The blank invoice use a vlookup to obtain address info when the account number is copied.

Cheers


----------



## nice1chris (Sep 10, 2007)

forgot to mention answer to your question

The accounts transaction would be created one at a time and then a macro would be run to turn the data into an invoice.

I wanted it so that when i click a cell on the appropriate row an invoice is created using its data.

Cheers


----------



## bomb #21 (Jul 1, 2005)

Then you actually need 3 things -- the invoice sheet, a customers table *and* a table of transactions.
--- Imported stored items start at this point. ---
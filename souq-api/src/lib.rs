use axum::{
    extract::State,
    http::Method,
    middleware::from_fn_with_state,
    response::IntoResponse,
    routing::{get, post, put},
    Router,
};
use tower_http::cors::CorsLayer;
use tower_http::trace::TraceLayer;

pub mod cart;
pub mod error;
pub mod middleware;
pub mod orders;
pub mod payments;
pub mod state;

pub use state::AppState;

pub fn app(state: AppState) -> Router {
    // CORS Middleware
    let cors = CorsLayer::new()
        .allow_origin(tower_http::cors::Any)
        .allow_methods([Method::GET, Method::POST, Method::PUT, Method::DELETE, Method::OPTIONS])
        .allow_headers([
            axum::http::header::AUTHORIZATION,
            axum::http::header::CONTENT_TYPE,
            axum::http::header::USER_AGENT,
        ]);

    // Gateway-facing endpoints carry no session; every claim in their
    // payloads is re-validated against the provider before it takes effect.
    let public = Router::new()
        .route("/payment/success", post(payments::payment_success))
        .route("/payment/failed", post(payments::payment_failed))
        .route("/payment/cancelled", post(payments::payment_cancelled))
        .route("/payment/ipn", post(payments::payment_ipn))
        .route("/payment/validate/{order_number}", get(payments::validate_payment));

    let protected = Router::new()
        .route("/cart", get(cart::get_cart).delete(cart::clear_cart))
        .route("/cart/add", post(cart::add_to_cart))
        .route(
            "/cart/items/{item_id}",
            put(cart::update_cart_item).delete(cart::remove_cart_item),
        )
        .route("/orders", post(orders::create_order).get(orders::list_orders))
        .route("/orders/{order_number}", get(orders::get_order))
        .route("/orders/admin/{order_number}/approve", put(orders::approve_order))
        .route("/orders/admin/{order_number}/reject", put(orders::reject_order))
        .route("/orders/admin/{order_number}/refund", put(orders::refund_order))
        .route("/orders/vendor/{order_number}/confirm", put(orders::vendor_confirm))
        .route("/orders/vendor/{order_number}/reject", put(orders::vendor_reject))
        .route("/orders/{order_number}/status", put(orders::update_item_status))
        .route("/orders/{order_number}/cancel", put(orders::cancel_order))
        .route(
            "/orders/{order_number}/notifications/{note_id}/read",
            put(orders::mark_notification_read),
        )
        .route("/payouts/vendor", get(orders::vendor_payouts))
        .route("/payment/initialize", post(payments::initialize_payment))
        .route("/payment/pay/{order_number}", post(payments::pay_order))
        .route("/payment/admin/{order_number}/check", post(payments::check_payment))
        .route_layer(from_fn_with_state(
            state.clone(),
            middleware::auth::auth_middleware,
        ));

    Router::new()
        .merge(public)
        .merge(protected)
        .layer(cors)
        .layer(TraceLayer::new_for_http())
        .layer(axum::middleware::from_fn_with_state(
            state.clone(),
            rate_limit_middleware,
        ))
        .with_state(state)
}

async fn rate_limit_middleware(
    State(state): State<AppState>,
    req: axum::extract::Request,
    next: axum::middleware::Next,
) -> Result<impl IntoResponse, impl IntoResponse> {
    let Some(redis) = &state.redis else {
        return Ok(next.run(req).await);
    };

    let ip = req
        .headers()
        .get("x-forwarded-for")
        .and_then(|h| h.to_str().ok())
        .unwrap_or("unknown")
        .to_string();
    let key = format!("ratelimit:{}", ip);

    match redis.check_rate_limit(&key, 100, 60).await {
        Ok(true) => Ok(next.run(req).await),
        Ok(false) => Err((axum::http::StatusCode::TOO_MANY_REQUESTS, "Rate limit exceeded")),
        Err(_) => Ok(next.run(req).await), // Fail open
    }
}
Many here would say that Access ought to be used for this -- do you have it?


----------



## nice1chris (Sep 10, 2007)

Hi

everything is already set-up. I have a "Vlookup" table in excel with addresses, a blank invoice sheet to do all calculations and the transaction table (self calculating) all in excel. everything is fine as it is except the macro to automate it!

Maybe i don't explain it very well! It is possible i need a programming forum. 

I just want a macro to copy and paste. Then have it work on any row i choose!

Cheers


----------



## Rollin_Again (Sep 4, 2003)

You can use the built in row property to determine which cell to select.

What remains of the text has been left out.